• **Problem requirements**: Your task is to quote the records from their first line through the line containing "needs both halves", with nothing added or left out.

Stored data:
------------

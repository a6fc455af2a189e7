//! Main proxy server implementation

use axum::{
    extract::State,
    routing::{get, post},
    Router,
};
use std::net::SocketAddr;
use std::sync::Arc;
use std::time::Duration;
use tokio::signal;
use tower_http::cors::{Any, CorsLayer};
use tower_http::trace::TraceLayer;

use super::handler::{ProxyHandler, UPSTREAM_CHAT_PATH, UPSTREAM_COMPLETIONS_PATH};
use super::passthrough::forward_passthrough;
use crate::config::AppConfig;

/// Largest inbound body read into memory
pub const MAX_BODY_BYTES: usize = 1024 * 1024 * 100;

/// Shared state for the proxy. Read-only after startup.
#[derive(Clone)]
pub struct ProxyState {
    pub config: Arc<AppConfig>,
    /// Pooled client reused for every upstream call
    pub http_client: reqwest::Client,
}

impl ProxyState {
    pub fn new(config: AppConfig) -> Result<Self, Box<dyn std::error::Error>> {
        let http_client = build_http_client(&config)?;
        Ok(Self {
            config: Arc::new(config),
            http_client,
        })
    }
}

/// Build an HTTP client with TLS configuration.
///
/// No overall timeout here: streaming requests are unbounded and the
/// synchronous paths set their own per request.
pub fn build_http_client(config: &AppConfig) -> Result<reqwest::Client, Box<dyn std::error::Error>> {
    let mut client_builder = reqwest::Client::builder()
        .connect_timeout(Duration::from_secs(config.upstream.timeout_seconds))
        .pool_max_idle_per_host(10)
        // 3xx answers go back to the client as-is
        .redirect(reqwest::redirect::Policy::none());

    if let Some(ref tls) = config.upstream.tls {
        if tls.accept_invalid_certs {
            client_builder = client_builder.danger_accept_invalid_certs(true);
            tracing::warn!("TLS: Accepting invalid certificates (use only for development/testing)");
        }

        if let Some(ref ca_path) = tls.ca_cert_path {
            let ca_cert = std::fs::read(ca_path)?;
            let ca_cert = reqwest::Certificate::from_pem(&ca_cert)?;
            client_builder = client_builder.add_root_certificate(ca_cert);
            tracing::info!("TLS: Loaded custom CA certificate from {}", ca_path);
        }

        // mTLS needs both halves
        if let (Some(cert_path), Some(key_path)) = (&tls.client_cert_path, &tls.client_key_path) {
            let cert_pem = std::fs::read(cert_path)?;
            let key_pem = std::fs::read(key_path)?;

            let identity = reqwest::Identity::from_pem(&[cert_pem, key_pem].concat())?;
            client_builder = client_builder.identity(identity);
            tracing::info!("TLS: Loaded client certificate from {} for mTLS", cert_path);
        }
    }

    Ok(client_builder.build()?)
}

/// Create the router with all routes configured.
///
/// Other methods on the specialized paths fall through to the catch-all
/// rather than answering 405.
pub fn create_router(state: ProxyState) -> Router {
    let chat_route = state.config.routes.chat_route();
    let models_route = state.config.routes.models_route();

    Router::new()
        .route("/health", get(health_handler))
        .route(&chat_route, post(chat_handler).fallback(passthrough_handler))
        .route(
            "/v1/completions",
            post(completions_handler).fallback(passthrough_handler),
        )
        .route(&models_route, get(models_handler).fallback(passthrough_handler))
        .fallback(passthrough_handler)
        .layer(CorsLayer::new().allow_origin(Any).allow_methods(Any).allow_headers(Any))
        .layer(TraceLayer::new_for_http())
        .with_state(state)
}

/// Run the proxy server until a shutdown signal, then drain in-flight
/// requests for at most `server.shutdown_grace_seconds`.
pub async fn run_server(config: AppConfig) -> Result<(), Box<dyn std::error::Error>> {
    let addr: SocketAddr = format!("{}:{}", config.server.host, config.server.port).parse()?;
    let grace = Duration::from_secs(config.server.shutdown_grace_seconds);
    let upstream_url = config.upstream.base_url().to_string();
    let chat_route = config.routes.chat_route();
    let models_route = config.routes.models_route();

    let state = ProxyState::new(config)?;
    let app = create_router(state);

    let listener = tokio::net::TcpListener::bind(addr).await?;

    tracing::info!("chat-relay listening on {}", addr);
    tracing::info!("Proxying to {}", upstream_url);
    tracing::info!(
        chat = %chat_route,
        completions = "/v1/completions",
        models = %models_route,
        "Specialized routes"
    );

    let (shutdown_tx, shutdown_rx) = tokio::sync::oneshot::channel::<()>();
    let server = axum::serve(listener, app).with_graceful_shutdown(async move {
        let _ = shutdown_rx.await;
    });
    let mut server_task = tokio::spawn(async move { server.await });

    tokio::select! {
        result = &mut server_task => {
            result??;
            return Ok(());
        }
        _ = shutdown_signal() => {}
    }

    let _ = shutdown_tx.send(());
    tracing::info!(grace_seconds = grace.as_secs(), "Draining in-flight requests");

    match tokio::time::timeout(grace, &mut server_task).await {
        Ok(result) => {
            result??;
            tracing::info!("Proxy server shut down gracefully");
        }
        Err(_) => {
            tracing::warn!(
                grace_seconds = grace.as_secs(),
                "In-flight requests still running after grace period, aborting"
            );
            server_task.abort();
        }
    }

    Ok(())
}

async fn shutdown_signal() {
    let ctrl_c = async {
        if let Err(e) = signal::ctrl_c().await {
            tracing::error!(error = %e, "Failed to install Ctrl+C handler");
            std::future::pending::<()>().await;
        }
    };

    #[cfg(unix)]
    let terminate = async {
        match signal::unix::signal(signal::unix::SignalKind::terminate()) {
            Ok(mut sig) => {
                sig.recv().await;
            }
            Err(e) => {
                tracing::error!(error = %e, "Failed to install SIGTERM handler");
                std::future::pending::<()>().await;
            }
        }
    };

    #[cfg(not(unix))]
    let terminate = std::future::pending::<()>();

    tokio::select! {
        _ = ctrl_c => {
            tracing::info!("Received Ctrl+C, initiating graceful shutdown");
        },
        _ = terminate => {
            tracing::info!("Received SIGTERM, initiating graceful shutdown");
        },
    }
}

/// Liveness of the proxy itself; not forwarded
async fn health_handler() -> &'static str {
    "OK"
}

async fn chat_handler(
    State(state): State<ProxyState>,
    req: axum::extract::Request,
) -> axum::response::Response {
    ProxyHandler::new(state)
        .handle_completion(req, UPSTREAM_CHAT_PATH)
        .await
}

async fn completions_handler(
    State(state): State<ProxyState>,
    req: axum::extract::Request,
) -> axum::response::Response {
    ProxyHandler::new(state)
        .handle_completion(req, UPSTREAM_COMPLETIONS_PATH)
        .await
}

async fn models_handler(
    State(state): State<ProxyState>,
    req: axum::extract::Request,
) -> axum::response::Response {
    ProxyHandler::new(state).handle_models(req).await
}

/// Catch-all for every route without specialized handling
async fn passthrough_handler(
    State(state): State<ProxyState>,
    req: axum::extract::Request,
) -> axum::response::Response {
    forward_passthrough(&state, req).await
}
//! Streaming (SSE) relay
//!
//! A [`StreamSession`] owns the upstream byte stream and is itself the client
//! response body. hyper pulls from it only when the client socket can take
//! more, so a slow client throttles upstream reads instead of growing a
//! buffer, and a disconnected client drops the session together with the
//! upstream response.

use axum::{
    body::Body,
    http::{header, Method, StatusCode},
    response::{IntoResponse, Response},
};
use bytes::Bytes;
use futures::{stream::BoxStream, Stream, StreamExt};
use std::collections::VecDeque;
use std::convert::Infallible;
use std::pin::Pin;
use std::task::{Context, Poll};

use super::error::{error_frames, ProxyError};

/// Lifecycle of one streaming request
#[derive(Debug, Clone, Copy, PartialEq, Eq)]
pub enum RelayState {
    Init,
    Relaying,
    /// Upstream stream ended normally
    ClosedOk,
    /// Upstream stream errored mid-flight
    ClosedErr,
    /// Upstream refused before any data; only the error frames are sent
    Rejected,
}

pub struct StreamSession {
    upstream: Option<BoxStream<'static, Result<Bytes, String>>>,
    pending: VecDeque<Bytes>,
    state: RelayState,
    method: Method,
    path: String,
    bytes_relayed: u64,
}

impl StreamSession {
    pub fn new<S, E>(method: Method, path: impl Into<String>, upstream: S) -> Self
    where
        S: Stream<Item = Result<Bytes, E>> + Send + 'static,
        E: std::fmt::Display,
    {
        Self {
            upstream: Some(upstream.map(|chunk| chunk.map_err(|e| e.to_string())).boxed()),
            pending: VecDeque::new(),
            state: RelayState::Init,
            method,
            path: path.into(),
            bytes_relayed: 0,
        }
    }

    /// Session for a stream that never started: error frame + `[DONE]` only
    pub fn rejected(method: Method, path: impl Into<String>, error: &ProxyError) -> Self {
        Self {
            upstream: None,
            pending: error_frames(&error.to_string()).into_iter().collect(),
            state: RelayState::Rejected,
            method,
            path: path.into(),
            bytes_relayed: 0,
        }
    }

    pub fn state(&self) -> RelayState {
        self.state
    }

    fn fail(&mut self, error: String) {
        let error = ProxyError::StreamingRelay(error);
        tracing::error!(
            method = %self.method,
            path = %self.path,
            bytes_relayed = self.bytes_relayed,
            error = %error,
            "Upstream stream failed mid-flight"
        );
        self.upstream = None;
        self.state = RelayState::ClosedErr;
        self.pending.extend(error_frames(&error.to_string()));
    }
}

impl Stream for StreamSession {
    type Item = Result<Bytes, Infallible>;

    fn poll_next(mut self: Pin<&mut Self>, cx: &mut Context<'_>) -> Poll<Option<Self::Item>> {
        let this = &mut *self;

        if let Some(frame) = this.pending.pop_front() {
            return Poll::Ready(Some(Ok(frame)));
        }

        loop {
            let Some(upstream) = this.upstream.as_mut() else {
                return Poll::Ready(None);
            };

            match upstream.poll_next_unpin(cx) {
                Poll::Pending => return Poll::Pending,
                Poll::Ready(Some(Ok(chunk))) => {
                    if chunk.is_empty() {
                        continue;
                    }
                    this.state = RelayState::Relaying;
                    this.bytes_relayed += chunk.len() as u64;
                    tracing::trace!("Relaying SSE chunk ({} bytes)", chunk.len());
                    return Poll::Ready(Some(Ok(chunk)));
                }
                Poll::Ready(Some(Err(e))) => {
                    this.fail(e);
                    return Poll::Ready(this.pending.pop_front().map(Ok));
                }
                Poll::Ready(None) => {
                    this.upstream = None;
                    this.state = RelayState::ClosedOk;
                    tracing::debug!(
                        method = %this.method,
                        path = %this.path,
                        bytes_relayed = this.bytes_relayed,
                        "Upstream stream completed"
                    );
                    return Poll::Ready(None);
                }
            }
        }
    }
}

impl Drop for StreamSession {
    fn drop(&mut self) {
        if self.upstream.is_some() && self.state == RelayState::Relaying {
            tracing::info!(
                method = %self.method,
                path = %self.path,
                bytes_relayed = self.bytes_relayed,
                "Client disconnected mid-stream, releasing upstream connection"
            );
        }
    }
}

impl IntoResponse for StreamSession {
    fn into_response(mut self) -> Response {
        if self.state == RelayState::Init {
            self.state = RelayState::Relaying;
        }

        Response::builder()
            .status(StatusCode::OK)
            .header(header::CONTENT_TYPE, "text/event-stream")
            .header(header::CACHE_CONTROL, "no-cache")
            .header(header::CONNECTION, "keep-alive")
            .body(Body::from_stream(self))
            .unwrap_or_else(|_| StatusCode::INTERNAL_SERVER_ERROR.into_response())
    }
}
//! Chat/completion request body fields touched by the proxy
//!
//! Bodies are otherwise handled as opaque `serde_json::Value`s so unknown
//! fields reach the upstream untouched.

use serde::{Deserialize, Serialize};
use uuid::Uuid;

pub const FIELD_QUERY_ID: &str = "query_id";
pub const FIELD_MESSAGES: &str = "messages";
pub const FIELD_MODEL: &str = "model";
pub const FIELD_STREAM: &str = "stream";

/// Prefix of generated correlation ids
pub const QUERY_ID_PREFIX: &str = "query_";

/// Single chat message
#[derive(Debug, Clone, PartialEq, Deserialize, Serialize)]
pub struct ChatMessage {
    pub role: String,
    pub content: String,
}

impl ChatMessage {
    /// System message with empty content
    pub fn empty_system() -> Self {
        Self {
            role: "system".to_string(),
            content: String::new(),
        }
    }
}

/// Generate a fresh `query_<uuid>` correlation id
pub fn new_query_id() -> String {
    format!("{}{}", QUERY_ID_PREFIX, Uuid::new_v4())
}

------------

• **Response for this exercise**:
repository a6fc455af2a189e7
//! Main proxy server implementation

use axum::{
    extract::State,
    routing::{get, post},
    Router,
};
use std::net::SocketAddr;
use std::sync::Arc;
use std::time::Duration;
use tokio::signal;
use tower_http::cors::{Any, CorsLayer};
use tower_http::trace::TraceLayer;

use super::handler::{ProxyHandler, UPSTREAM_CHAT_PATH, UPSTREAM_COMPLETIONS_PATH};
use super::passthrough::forward_passthrough;
use crate::config::AppConfig;

/// Largest inbound body read into memory
pub const MAX_BODY_BYTES: usize = 1024 * 1024 * 100;

/// Shared state for the proxy. Read-only after startup.
#[derive(Clone)]
pub struct ProxyState {
    pub config: Arc<AppConfig>,
    /// Pooled client reused for every upstream call
    pub http_client: reqwest::Client,
}

impl ProxyState {
    pub fn new(config: AppConfig) -> Result<Self, Box<dyn std::error::Error>> {
        let http_client = build_http_client(&config)?;
        Ok(Self {
            config: Arc::new(config),
            http_client,
        })
    }
}

/// Build an HTTP client with TLS configuration.
///
/// No overall timeout here: streaming requests are unbounded and the
/// synchronous paths set their own per request.
pub fn build_http_client(config: &AppConfig) -> Result<reqwest::Client, Box<dyn std::error::Error>> {
    let mut client_builder = reqwest::Client::builder()
        .connect_timeout(Duration::from_secs(config.upstream.timeout_seconds))
        .pool_max_idle_per_host(10)
        // 3xx answers go back to the client as-is
        .redirect(reqwest::redirect::Policy::none());

    if let Some(ref tls) = config.upstream.tls {
        if tls.accept_invalid_certs {
            client_builder = client_builder.danger_accept_invalid_certs(true);
            tracing::warn!("TLS: Accepting invalid certificates (use only for development/testing)");
        }

        if let Some(ref ca_path) = tls.ca_cert_path {
            let ca_cert = std::fs::read(ca_path)?;
            let ca_cert = reqwest::Certificate::from_pem(&ca_cert)?;
            client_builder = client_builder.add_root_certificate(ca_cert);
            tracing::info!("TLS: Loaded custom CA certificate from {}", ca_path);
        }

        // mTLS needs both halves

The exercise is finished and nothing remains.